» Task to complete
Pull each line holding the word "authors" from the data.
---- Data records
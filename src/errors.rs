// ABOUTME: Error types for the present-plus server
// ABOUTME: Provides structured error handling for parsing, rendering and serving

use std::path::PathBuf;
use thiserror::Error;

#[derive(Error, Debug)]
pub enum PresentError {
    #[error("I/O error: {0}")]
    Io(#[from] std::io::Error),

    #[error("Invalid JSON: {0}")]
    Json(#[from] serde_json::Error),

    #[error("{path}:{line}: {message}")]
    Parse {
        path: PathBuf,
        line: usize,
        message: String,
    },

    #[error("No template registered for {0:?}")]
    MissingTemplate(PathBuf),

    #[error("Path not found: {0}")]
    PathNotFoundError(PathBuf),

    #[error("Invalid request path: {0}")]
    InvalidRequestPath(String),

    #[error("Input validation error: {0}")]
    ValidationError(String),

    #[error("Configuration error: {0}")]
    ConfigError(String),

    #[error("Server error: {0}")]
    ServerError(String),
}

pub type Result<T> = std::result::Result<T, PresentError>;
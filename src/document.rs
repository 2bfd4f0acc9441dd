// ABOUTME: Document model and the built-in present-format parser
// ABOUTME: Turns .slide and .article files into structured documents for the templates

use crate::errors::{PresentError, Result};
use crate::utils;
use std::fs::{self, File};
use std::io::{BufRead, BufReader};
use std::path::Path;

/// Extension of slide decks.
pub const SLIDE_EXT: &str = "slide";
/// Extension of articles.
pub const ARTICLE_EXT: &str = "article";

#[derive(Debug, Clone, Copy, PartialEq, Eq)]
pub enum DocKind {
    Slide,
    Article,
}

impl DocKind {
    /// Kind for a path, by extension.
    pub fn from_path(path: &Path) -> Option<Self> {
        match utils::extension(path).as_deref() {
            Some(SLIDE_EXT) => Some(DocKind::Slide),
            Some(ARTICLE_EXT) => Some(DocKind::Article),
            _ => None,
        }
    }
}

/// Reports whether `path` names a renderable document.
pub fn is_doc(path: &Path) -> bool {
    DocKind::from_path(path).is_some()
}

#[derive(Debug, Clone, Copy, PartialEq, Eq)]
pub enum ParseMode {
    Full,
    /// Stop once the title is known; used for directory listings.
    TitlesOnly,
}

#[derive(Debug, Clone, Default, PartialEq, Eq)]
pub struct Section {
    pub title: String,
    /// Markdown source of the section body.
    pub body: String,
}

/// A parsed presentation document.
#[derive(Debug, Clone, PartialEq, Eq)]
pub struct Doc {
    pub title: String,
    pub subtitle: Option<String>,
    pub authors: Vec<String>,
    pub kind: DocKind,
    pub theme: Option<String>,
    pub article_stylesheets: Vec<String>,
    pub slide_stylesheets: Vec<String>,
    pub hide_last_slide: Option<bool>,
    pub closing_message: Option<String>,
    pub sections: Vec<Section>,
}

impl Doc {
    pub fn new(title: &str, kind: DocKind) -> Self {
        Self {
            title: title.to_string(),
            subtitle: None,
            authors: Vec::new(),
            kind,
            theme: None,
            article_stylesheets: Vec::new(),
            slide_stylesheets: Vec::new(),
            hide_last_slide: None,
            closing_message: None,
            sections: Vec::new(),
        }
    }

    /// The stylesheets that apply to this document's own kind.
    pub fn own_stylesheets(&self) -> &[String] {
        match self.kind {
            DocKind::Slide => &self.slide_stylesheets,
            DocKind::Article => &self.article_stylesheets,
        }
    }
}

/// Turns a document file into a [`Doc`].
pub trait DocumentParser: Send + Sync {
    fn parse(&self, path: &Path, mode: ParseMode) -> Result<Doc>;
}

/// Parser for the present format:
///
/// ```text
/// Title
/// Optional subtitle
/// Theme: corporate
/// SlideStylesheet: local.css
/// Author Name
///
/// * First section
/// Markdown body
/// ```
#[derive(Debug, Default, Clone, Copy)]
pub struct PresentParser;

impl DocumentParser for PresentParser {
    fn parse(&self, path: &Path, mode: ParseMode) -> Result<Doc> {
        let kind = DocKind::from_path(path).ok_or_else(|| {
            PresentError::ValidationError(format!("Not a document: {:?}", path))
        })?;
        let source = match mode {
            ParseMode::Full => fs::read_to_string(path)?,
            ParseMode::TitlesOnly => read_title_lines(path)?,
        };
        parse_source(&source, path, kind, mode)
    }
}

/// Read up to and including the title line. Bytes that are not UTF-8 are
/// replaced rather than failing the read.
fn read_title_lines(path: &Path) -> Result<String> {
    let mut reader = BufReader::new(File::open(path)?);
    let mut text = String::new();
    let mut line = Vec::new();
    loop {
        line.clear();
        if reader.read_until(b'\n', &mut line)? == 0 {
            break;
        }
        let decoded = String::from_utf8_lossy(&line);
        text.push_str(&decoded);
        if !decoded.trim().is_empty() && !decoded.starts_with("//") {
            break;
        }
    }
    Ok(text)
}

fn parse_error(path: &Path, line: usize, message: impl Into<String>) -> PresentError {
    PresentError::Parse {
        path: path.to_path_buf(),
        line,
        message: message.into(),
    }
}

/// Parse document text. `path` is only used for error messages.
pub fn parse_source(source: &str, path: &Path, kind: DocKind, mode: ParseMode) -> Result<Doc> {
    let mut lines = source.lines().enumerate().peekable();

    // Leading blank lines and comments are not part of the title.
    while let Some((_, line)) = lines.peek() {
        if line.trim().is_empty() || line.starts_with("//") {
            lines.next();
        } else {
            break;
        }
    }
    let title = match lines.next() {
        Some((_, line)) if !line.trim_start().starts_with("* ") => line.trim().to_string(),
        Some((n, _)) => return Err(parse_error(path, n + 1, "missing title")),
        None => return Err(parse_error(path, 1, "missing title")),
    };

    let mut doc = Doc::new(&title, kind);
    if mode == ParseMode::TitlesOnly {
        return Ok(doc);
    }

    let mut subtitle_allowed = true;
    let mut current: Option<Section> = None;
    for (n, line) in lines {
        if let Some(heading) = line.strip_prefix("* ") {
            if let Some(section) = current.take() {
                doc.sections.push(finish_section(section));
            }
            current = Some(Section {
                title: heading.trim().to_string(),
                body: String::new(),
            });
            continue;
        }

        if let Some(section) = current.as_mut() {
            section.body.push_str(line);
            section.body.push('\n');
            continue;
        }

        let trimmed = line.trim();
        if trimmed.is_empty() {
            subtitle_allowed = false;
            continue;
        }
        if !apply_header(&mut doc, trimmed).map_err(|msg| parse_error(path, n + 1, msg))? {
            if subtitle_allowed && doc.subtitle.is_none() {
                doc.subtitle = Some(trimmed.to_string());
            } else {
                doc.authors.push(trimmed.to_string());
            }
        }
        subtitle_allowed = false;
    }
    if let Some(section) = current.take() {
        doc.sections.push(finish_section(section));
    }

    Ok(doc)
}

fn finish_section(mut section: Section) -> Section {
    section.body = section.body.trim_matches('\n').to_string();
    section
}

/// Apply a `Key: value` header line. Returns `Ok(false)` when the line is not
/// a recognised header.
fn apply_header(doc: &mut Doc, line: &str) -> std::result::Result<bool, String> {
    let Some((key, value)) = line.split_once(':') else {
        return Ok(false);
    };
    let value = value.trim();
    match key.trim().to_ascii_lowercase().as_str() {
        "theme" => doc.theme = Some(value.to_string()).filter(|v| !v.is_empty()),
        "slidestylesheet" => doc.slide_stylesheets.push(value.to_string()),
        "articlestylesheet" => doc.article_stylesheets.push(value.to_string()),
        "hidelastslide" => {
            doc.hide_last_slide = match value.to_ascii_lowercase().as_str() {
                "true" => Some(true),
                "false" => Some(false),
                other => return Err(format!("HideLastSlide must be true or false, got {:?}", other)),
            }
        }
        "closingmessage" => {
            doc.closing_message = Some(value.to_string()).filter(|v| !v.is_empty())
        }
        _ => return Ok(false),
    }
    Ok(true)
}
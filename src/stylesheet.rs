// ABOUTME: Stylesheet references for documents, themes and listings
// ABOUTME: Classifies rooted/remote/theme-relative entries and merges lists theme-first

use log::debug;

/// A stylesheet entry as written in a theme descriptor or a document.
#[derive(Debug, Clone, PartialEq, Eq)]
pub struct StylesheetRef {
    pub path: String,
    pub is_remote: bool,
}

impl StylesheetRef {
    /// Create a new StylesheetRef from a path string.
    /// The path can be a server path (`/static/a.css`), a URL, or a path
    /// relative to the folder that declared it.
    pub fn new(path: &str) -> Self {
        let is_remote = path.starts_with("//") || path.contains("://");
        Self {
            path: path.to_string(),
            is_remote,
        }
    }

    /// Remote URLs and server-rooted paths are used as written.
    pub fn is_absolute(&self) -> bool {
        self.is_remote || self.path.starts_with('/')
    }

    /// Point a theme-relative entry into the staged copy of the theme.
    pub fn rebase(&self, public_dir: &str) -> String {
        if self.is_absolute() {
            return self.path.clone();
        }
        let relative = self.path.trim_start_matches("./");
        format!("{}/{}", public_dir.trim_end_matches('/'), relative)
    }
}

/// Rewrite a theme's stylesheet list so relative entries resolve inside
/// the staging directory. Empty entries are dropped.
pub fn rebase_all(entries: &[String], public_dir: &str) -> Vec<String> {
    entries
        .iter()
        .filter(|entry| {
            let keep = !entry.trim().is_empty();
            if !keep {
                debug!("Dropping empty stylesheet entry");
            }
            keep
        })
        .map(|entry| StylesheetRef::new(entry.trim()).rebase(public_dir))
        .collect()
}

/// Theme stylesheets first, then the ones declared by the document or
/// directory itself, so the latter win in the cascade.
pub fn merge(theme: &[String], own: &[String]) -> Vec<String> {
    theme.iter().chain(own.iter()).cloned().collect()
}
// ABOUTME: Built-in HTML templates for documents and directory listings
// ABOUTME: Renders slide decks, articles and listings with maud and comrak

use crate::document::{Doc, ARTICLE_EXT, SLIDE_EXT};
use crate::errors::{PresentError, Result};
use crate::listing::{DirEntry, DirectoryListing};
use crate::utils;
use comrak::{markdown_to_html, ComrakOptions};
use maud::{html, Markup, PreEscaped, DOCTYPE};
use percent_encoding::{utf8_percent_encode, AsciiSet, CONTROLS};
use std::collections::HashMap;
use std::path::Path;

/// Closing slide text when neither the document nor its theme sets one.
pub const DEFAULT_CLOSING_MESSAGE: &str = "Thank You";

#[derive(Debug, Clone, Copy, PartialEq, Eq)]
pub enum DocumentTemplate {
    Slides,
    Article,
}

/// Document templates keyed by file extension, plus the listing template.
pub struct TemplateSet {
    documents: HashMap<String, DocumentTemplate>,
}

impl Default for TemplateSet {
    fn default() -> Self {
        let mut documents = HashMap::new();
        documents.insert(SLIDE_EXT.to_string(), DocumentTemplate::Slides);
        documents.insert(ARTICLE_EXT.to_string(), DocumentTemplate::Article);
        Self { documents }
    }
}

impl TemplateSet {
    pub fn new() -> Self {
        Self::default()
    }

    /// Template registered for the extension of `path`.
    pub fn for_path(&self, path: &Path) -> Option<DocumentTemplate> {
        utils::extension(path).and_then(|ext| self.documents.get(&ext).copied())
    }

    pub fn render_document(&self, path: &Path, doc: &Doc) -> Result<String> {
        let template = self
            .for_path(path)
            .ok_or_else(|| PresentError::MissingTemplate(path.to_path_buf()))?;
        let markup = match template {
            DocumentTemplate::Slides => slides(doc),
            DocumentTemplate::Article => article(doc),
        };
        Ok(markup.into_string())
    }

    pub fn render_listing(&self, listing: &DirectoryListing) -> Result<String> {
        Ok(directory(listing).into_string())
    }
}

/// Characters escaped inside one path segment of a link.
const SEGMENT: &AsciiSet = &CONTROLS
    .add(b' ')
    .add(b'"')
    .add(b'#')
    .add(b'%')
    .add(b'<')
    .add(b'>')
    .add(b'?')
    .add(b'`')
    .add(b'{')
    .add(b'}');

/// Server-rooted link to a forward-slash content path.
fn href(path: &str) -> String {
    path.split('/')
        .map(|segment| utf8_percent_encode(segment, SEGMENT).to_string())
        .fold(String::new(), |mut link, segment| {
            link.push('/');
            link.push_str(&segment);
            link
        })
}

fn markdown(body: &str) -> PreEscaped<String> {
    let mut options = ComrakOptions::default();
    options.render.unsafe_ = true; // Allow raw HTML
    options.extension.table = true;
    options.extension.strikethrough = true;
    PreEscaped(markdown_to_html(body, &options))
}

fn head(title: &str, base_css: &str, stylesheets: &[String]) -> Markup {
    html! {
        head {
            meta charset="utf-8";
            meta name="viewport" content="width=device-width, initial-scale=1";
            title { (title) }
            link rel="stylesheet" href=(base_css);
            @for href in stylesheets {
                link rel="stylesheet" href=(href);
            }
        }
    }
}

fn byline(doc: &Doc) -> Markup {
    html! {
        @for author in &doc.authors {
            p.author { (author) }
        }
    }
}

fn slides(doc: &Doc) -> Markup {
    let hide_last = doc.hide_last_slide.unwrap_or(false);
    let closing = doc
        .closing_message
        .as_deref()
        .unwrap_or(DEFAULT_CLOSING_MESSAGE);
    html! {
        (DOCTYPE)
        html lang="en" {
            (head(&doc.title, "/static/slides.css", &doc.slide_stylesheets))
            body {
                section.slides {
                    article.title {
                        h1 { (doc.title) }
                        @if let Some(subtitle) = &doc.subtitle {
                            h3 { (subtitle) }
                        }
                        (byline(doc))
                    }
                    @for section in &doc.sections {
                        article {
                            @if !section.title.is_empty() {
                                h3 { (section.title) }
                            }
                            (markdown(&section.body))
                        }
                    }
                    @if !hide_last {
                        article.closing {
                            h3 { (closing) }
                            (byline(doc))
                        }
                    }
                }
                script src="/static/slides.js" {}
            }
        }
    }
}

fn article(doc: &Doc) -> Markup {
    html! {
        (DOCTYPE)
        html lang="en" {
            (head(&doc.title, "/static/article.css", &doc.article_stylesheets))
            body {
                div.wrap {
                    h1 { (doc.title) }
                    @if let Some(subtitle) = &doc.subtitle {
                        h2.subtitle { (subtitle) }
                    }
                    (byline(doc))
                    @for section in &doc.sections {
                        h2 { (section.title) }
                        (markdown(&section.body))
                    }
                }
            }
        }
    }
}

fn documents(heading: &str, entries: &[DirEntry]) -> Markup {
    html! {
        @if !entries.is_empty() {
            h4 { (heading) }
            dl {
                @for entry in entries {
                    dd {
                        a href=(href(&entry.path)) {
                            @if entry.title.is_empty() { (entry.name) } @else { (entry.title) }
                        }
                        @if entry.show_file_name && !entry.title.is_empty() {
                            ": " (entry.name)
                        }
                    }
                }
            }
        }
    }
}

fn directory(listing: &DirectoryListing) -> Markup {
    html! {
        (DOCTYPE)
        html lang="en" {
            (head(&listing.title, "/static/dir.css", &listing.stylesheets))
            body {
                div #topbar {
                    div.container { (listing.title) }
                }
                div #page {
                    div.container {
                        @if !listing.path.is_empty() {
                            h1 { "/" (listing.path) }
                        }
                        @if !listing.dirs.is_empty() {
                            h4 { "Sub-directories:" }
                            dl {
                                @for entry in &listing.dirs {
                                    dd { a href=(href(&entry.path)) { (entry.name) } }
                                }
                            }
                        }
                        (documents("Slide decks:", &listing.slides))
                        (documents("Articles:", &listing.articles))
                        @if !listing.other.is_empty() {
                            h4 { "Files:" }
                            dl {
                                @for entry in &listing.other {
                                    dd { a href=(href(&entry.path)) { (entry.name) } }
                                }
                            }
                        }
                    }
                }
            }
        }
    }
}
--------
» Answer space
    pub authors: Vec<String>,
            authors: Vec::new(),
                doc.authors.push(trimmed.to_string());
        @for author in &doc.authors {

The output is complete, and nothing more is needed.